When a company sells more products and services, it often can have a higher
earning potential than one that focuses on a single product or service. For
example, an auto repair shop that only fixes tire-related issues may not have the
potential to earn as much profit as a repair shop that can troubleshoot any issue
with a vehicle.
What are the benefits of using a diversification strategy?

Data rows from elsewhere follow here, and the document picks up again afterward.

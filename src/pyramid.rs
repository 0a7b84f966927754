//! Pyramid level bookkeeping and the resolution chooser.

use crate::codec::Scale;
use crate::coverage::Coverage;
use crate::error::{RastileError, RastileResult};

/// The four resolution pairs persisted for one pyramid level: the
/// level's own resolution and its 1:2, 1:4, 1:8 derivations.
#[derive(Debug, Clone, Copy, PartialEq)]
pub struct PyramidLevel {
    /// The pyramid level; higher is coarser.
    pub level: u32,
    /// (x, y) resolution at each scale 1:1, 1:2, 1:4, 1:8.
    pub resolutions: [(f64, f64); 4],
}

impl PyramidLevel {
    /// The level row derived from a coverage's base resolution.
    pub fn for_coverage(coverage: &Coverage, level: u32) -> Self {
        let (x_res, y_res) = coverage.level_resolution(level);
        Self::from_base(level, x_res, y_res)
    }

    /// Build a level row from its 1:1 resolution.
    pub fn from_base(level: u32, x_res: f64, y_res: f64) -> Self {
        Self {
            level,
            resolutions: [
                (x_res, y_res),
                (x_res * 2.0, y_res * 2.0),
                (x_res * 4.0, y_res * 4.0),
                (x_res * 8.0, y_res * 8.0),
            ],
        }
    }
}

/// The outcome of a resolution match.
#[derive(Debug, Clone, Copy, PartialEq)]
pub struct ResolutionMatch {
    /// The chosen pyramid level.
    pub level: u32,
    /// The decode scale to apply to that level's tiles.
    pub scale: Scale,
    /// The stored horizontal resolution actually matched.
    pub x_res: f64,
    /// The stored vertical resolution actually matched.
    pub y_res: f64,
}

/// Match a requested resolution against the persisted levels.
///
/// Each stored (level, scale) pair matches when the request falls
/// within 1% of the stored x and y resolutions respectively. Among
/// multiple matches the finest level wins, and within a level the
/// finest scale.
pub fn find_matching_resolution(
    levels: &[PyramidLevel],
    x_req: f64,
    y_req: f64,
) -> RastileResult<ResolutionMatch> {
    let mut best: Option<ResolutionMatch> = None;
    for level in levels {
        for (slot, &(x_res, y_res)) in level.resolutions.iter().enumerate() {
            let x_confidence = x_res / 100.0;
            let y_confidence = y_res / 100.0;
            if x_req < x_res - x_confidence || x_req > x_res + x_confidence {
                continue;
            }
            if y_req < y_res - y_confidence || y_req > y_res + y_confidence {
                continue;
            }
            let candidate = ResolutionMatch {
                level: level.level,
                scale: Scale::from_factor(1 << slot)?,
                x_res,
                y_res,
            };
            let better = match &best {
                None => true,
                Some(current) => {
                    (candidate.level, candidate.scale.factor())
                        < (current.level, current.scale.factor())
                }
            };
            if better {
                best = Some(candidate);
            }
        }
    }
    best.ok_or(RastileError::NoMatchingResolution {
        x_res: x_req,
        y_res: y_req,
    })
}
fn check_blob_odd(blob: &[u8]) -> RastileResult<OddHeader> {
    let corrupt = |msg: &str| RastileError::corrupt(format!("odd block: {msg}"));
    if blob.len() < 40 {
        return Err(corrupt("too short"));
    }
    if blob[0] != 0x00 || blob[1] != markers::ODD_BLOCK_START {
        return Err(corrupt("start sentinel"));
    }
    let little = match blob[2] {
        markers::LITTLE_ENDIAN => true,
        markers::BIG_ENDIAN => false,
        _ => return Err(corrupt("endian marker")),
    };
    let compression =
        Compression::try_from(blob[3]).map_err(|_| corrupt("compression code"))?;
    let sample_type = SampleType::try_from(blob[4]).map_err(|_| corrupt("sample type code"))?;
    let pixel_type = PixelType::try_from(blob[5]).map_err(|_| corrupt("pixel type code"))?;
    let bands = blob[6];
    if bands == 0 {
        return Err(corrupt("zero bands"));
    }
    let width = get_u16(blob, 7, little);
    let height = get_u16(blob, 9, little);
    if width == 0 || height == 0 {
        return Err(corrupt("zero dimension"));
    }
    let row_stride_odd = get_u16(blob, 11, little);
    let odd_rows = get_u16(blob, 13, little);
    let uncompressed = get_u32(blob, 15, little) as usize;
    let compressed = get_u32(blob, 19, little) as usize;
    let uncompressed_mask = get_u32(blob, 23, little) as usize;
    let compressed_mask = get_u32(blob, 27, little) as usize;
    if blob.len() != 40 + compressed + compressed_mask {
        return Err(corrupt("size mismatch"));
    }
    if blob[31] != markers::DATA_START {
        return Err(corrupt("data start marker"));
    }
    if blob[32 + compressed] != markers::DATA_END {
        return Err(corrupt("data end marker"));
    }
    if blob[33 + compressed] != markers::MASK_START {
        return Err(corrupt("mask start marker"));
    }
    if blob[34 + compressed + compressed_mask] != markers::MASK_END {
        return Err(corrupt("mask end marker"));
    }
    let crc_offset = 35 + compressed + compressed_mask;
    let crc = crc32fast::hash(&blob[..crc_offset]);
    let stored = get_u32(blob, crc_offset, little);
    if crc != stored {
        return Err(corrupt("CRC mismatch"));
    }
    if blob[crc_offset + 4] != markers::ODD_BLOCK_END {
        return Err(corrupt("end sentinel"));
    }
    Ok(OddHeader {
        little,
        compression,
        sample_type,
        pixel_type,
        bands,
        width,
        height,
        row_stride_odd,
        odd_rows,
        uncompressed,
        compressed,
        uncompressed_mask,
        compressed_mask,
        crc,
    })
}

fn check_blob_even(blob: &[u8], odd: &OddHeader) -> RastileResult<EvenHeader> {
    let corrupt = |msg: &str| RastileError::corrupt(format!("even block: {msg}"));
    if blob.len() < 32 {
        return Err(corrupt("too short"));
    }
    if blob[0] != 0x00 || blob[1] != markers::EVEN_BLOCK_START {
        return Err(corrupt("start sentinel"));
    }
    let little = match blob[2] {
        markers::LITTLE_ENDIAN => true,
        markers::BIG_ENDIAN => false,
        _ => return Err(corrupt("endian marker")),
    };
    if little != odd.little {
        return Err(corrupt("endian differs from odd block"));
    }
    if blob[3] != u8::from(odd.compression)
        || blob[4] != u8::from(odd.sample_type)
        || blob[5] != u8::from(odd.pixel_type)
        || blob[6] != odd.bands
    {
        return Err(corrupt("header does not echo odd block"));
    }
    if get_u16(blob, 7, little) != odd.width || get_u16(blob, 9, little) != odd.height {
        return Err(corrupt("dimensions do not echo odd block"));
    }
    let even_rows = get_u16(blob, 11, little);
    if get_u32(blob, 13, little) != odd.crc {
        return Err(corrupt("odd block CRC linkage"));
    }
    let uncompressed = get_u32(blob, 17, little) as usize;
    let compressed = get_u32(blob, 21, little) as usize;
    if blob.len() != 32 + compressed {
        return Err(corrupt("size mismatch"));
    }
    if blob[25] != markers::DATA_START {
        return Err(corrupt("data start marker"));
    }
    if blob[26 + compressed] != markers::DATA_END {
        return Err(corrupt("data end marker"));
    }
    let crc_offset = 27 + compressed;
    let crc = crc32fast::hash(&blob[..crc_offset]);
    if crc != get_u32(blob, crc_offset, little) {
        return Err(corrupt("CRC mismatch"));
    }
    if blob[crc_offset + 4] != markers::EVEN_BLOCK_END {
        return Err(corrupt("end sentinel"));
    }
    Ok(EvenHeader {
        even_rows,
        uncompressed,
        compressed,
    })
}

/// Interleave odd and even row buffers back into a full-height image,
/// swapping each sample into host order as needed.
fn merge_rows<T: SampleValue>(
    odd: &[u8],
    even: &[u8],
    width: usize,
    bands: usize,
    odd_rows: usize,
    even_rows: usize,
    wire_little: bool,
) -> Vec<u8> {
    let row_values = width * bands;
    let row_bytes = row_values * T::BYTES;
    let host_little = host_little_endian();
    let mut out = vec![0u8; (odd_rows + even_rows) * row_bytes];
    let mut copy_row = |src: &[u8], src_row: usize, dst_row: usize| {
        let src_base = src_row * row_bytes;
        let dst_base = dst_row * row_bytes;
        if wire_little == host_little {
            out[dst_base..dst_base + row_bytes]
                .copy_from_slice(&src[src_base..src_base + row_bytes]);
        } else {
            for i in 0..row_values {
                let value = T::read(src, src_base + i * T::BYTES, wire_little);
                value.write(&mut out, dst_base + i * T::BYTES, host_little);
            }
        }
    };
    for row in 0..odd_rows {
        copy_row(odd, row, row * 2);
    }
    for row in 0..even_rows {
        copy_row(even, row, row * 2 + 1);
    }
    out
}

/// Subsample a row buffer by the given steps, swapping into host
/// order as needed.
fn subsample_rows<T: SampleValue>(
    buf: &[u8],
    width: usize,
    bands: usize,
    buf_rows: usize,
    row_step: usize,
    col_step: usize,
    wire_little: bool,
) -> Vec<u8> {
    let row_values = width * bands;
    let out_width = width.div_ceil(col_step);
    let out_rows = buf_rows.div_ceil(row_step);
    let host_little = host_little_endian();
    let mut out = vec![0u8; out_rows * out_width * bands * T::BYTES];
    let mut dst = 0usize;
    for row in (0..buf_rows).step_by(row_step) {
        for col in (0..width).step_by(col_step) {
            let src_base = (row * row_values + col * bands) * T::BYTES;
            for band in 0..bands {
                let value = T::read(buf, src_base + band * T::BYTES, wire_little);
                value.write(&mut out, dst, host_little);
                dst += T::BYTES;
            }
        }
    }
    out
}

macro_rules! dispatch_sample {
    ($sample_type:expr, $call:ident ( $($args:expr),* )) => {
        match $sample_type {
            SampleType::OneBit
            | SampleType::TwoBit
            | SampleType::FourBit
            | SampleType::UInt8 => $call::<u8>($($args),*),
            SampleType::Int8 => $call::<i8>($($args),*),
            SampleType::UInt16 => $call::<u16>($($args),*),
            SampleType::Int16 => $call::<i16>($($args),*),
            SampleType::UInt32 => $call::<u32>($($args),*),
            SampleType::Int32 => $call::<i32>($($args),*),
            SampleType::Float32 => $call::<f32>($($args),*),
            SampleType::Float64 => $call::<f64>($($args),*),
        }
    };
}

fn check_scale(scale: Scale, odd: &OddHeader, has_even: bool) -> RastileResult<()> {
    if odd.sample_type.is_sub_byte() {
        if scale != Scale::Full {
            return Err(RastileError::invalid(format!(
                "{} tiles decode at scale 1 only",
                odd.sample_type.label()
            )));
        }
        return Ok(());
    }
    match scale {
        Scale::Full => {
            if odd.compression.is_full_image() {
                if has_even {
                    return Err(RastileError::invalid(format!(
                        "{} tiles carry no even block",
                        odd.compression.label()
                    )));
                }
            } else if !has_even && odd.height > 1 {
                return Err(RastileError::invalid(
                    "scale 1 requires both odd and even blocks",
                ));
            }
        }
        Scale::Half | Scale::Quarter | Scale::Eighth => {}
    }
    Ok(())
}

Offers opportunity for growth

Diversification strategies can give companies an opportunity for growth. In


ambitious uses of diversification marketing, a company can even expand to reach
other industries. This allows companies to adjust their goals and focuses to
evolve as their consumers and their employees do the same.
Tips for using a diversification strategy

Consider the desired demographic

When planning on using a diversification strategy, it can be helpful for company leaders to
consider the customer demographic they would like to reach. This can help them decide what new
product or service to offer. For example, if the company's products are already popular among
young people, the company may want to design a product to appeal to senior people as well.

Research consumer needs

One great way to find an idea for a successful product or service can be to seek the advice of a
company's target audience. Consider forming a focus group, starting conversations with
customers or sending out a survey to gather the opinions of the company's audience. This can
help you develop a product or service idea based on customer interest.
Tips for using a diversification strategy
Plan thoroughly
An effective plan can help ensure the success of the diversification strategy. Be
sure to consider all aspects of the expansion, including consumer interest, the
cost of marketing and production. A successful product plan can also include
testing the product or service for quality and planning for an effective and popular
product launch.
Create a budget
A company's budget can be one of the biggest factors in deciding which
diversification strategy to use. A company that wants to save money may want to
consider horizontal or concentric diversification strategies. This is because both
methods can use equipment and practices from the company's existing
operations.
If a company is hoping for the most increase in profit, it may consider using
conglomerate or vertical diversification methods. Each of these strategies allows
the potential to expand into new industries and appeal to a new target audience.